Jeremy Liew on forecasting online ad revenue

Jeremy Liew · April 4, 2008 · Short URL: https://vator.tv/n/1b7

 Andrew Chen has a good post on how to forecast advertising for web startups:

The right way to model out inventory is a number of equations - I’ll pretend that a site has two types of inventory, their “brand” stuff and their “direct response” (aka remnant) inventory:

Brand revenue = # campaigns sold * average campaign size * brand CPM
Direct response revenue = (total impressions - brand impressions) * remnant CPM
Total revenue = Brand + remnant revenue

In an actual forecast, you could get a ton more detail in the brand revenues side, since what you really care about is the # of ad sales people you have, how many campaigns they’re selling per quarter, the size, etc. Again, think of this as an enterprise sell, and treat it as such.

Essentially, he suggests that brand advertising is a function of the size and efficiency of your direct ad sales force (and is demand constrained) while remnant advertising can go to networks and is supply constrained.

As Ed Sim notes about a direct ad sales force:

… many entrepreneurs underestimate the direct capital and management costs necessary to build such a team. In many ways, building a direct ad sales team is similar to building an enterprise sales team.

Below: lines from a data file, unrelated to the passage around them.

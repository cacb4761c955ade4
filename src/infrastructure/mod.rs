//! Infrastructure layer: I/O implementations and DI container
//!
//! This layer implements I/O boundary traits and wires up services.

pub mod di;
pub mod error;
pub mod traits;

pub use di::ServiceContainer;
pub use error::InfraError;
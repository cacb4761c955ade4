//! Domain layer: the path tree and composite path handling
//!
//! This layer is independent of external concerns (no I/O, no CLI, no config loading).

pub mod arena;
pub mod builder;
pub mod container_path;
pub mod error;

pub use arena::{NodeId, Tree, TreeIterator, TreeNode, ROOT_NAME};
pub use builder::{
    build_tree_from_path_list, build_tree_with_separator, TreeBuilder, DEFAULT_SEPARATOR,
};
pub use container_path::{split_container_path, ContainerPath, CONTAINER_SEPARATORS};
pub use error::{DomainError, DomainResult};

These thoughts may seem quite basic to you but here they are nevertheless. First, don’t ramp up your sales team too quickly until you have a product to sell. That means if you don’t have scale or enough eyeballs you are better off using Google Adsense. If you don’t heed this advice you may quickly burn yourself out of business. Secondly, I know that many startups may not know what kind of ad units to sell but be careful of not having a standard product list or rate sheet when you go out to the market.

This advice can be difficult to follow in a new market where there are no standard product lists, which is why new forms of advertising are hard.

(Editor's note: Visit Lightspeed's blog for more of Jeremy's posts)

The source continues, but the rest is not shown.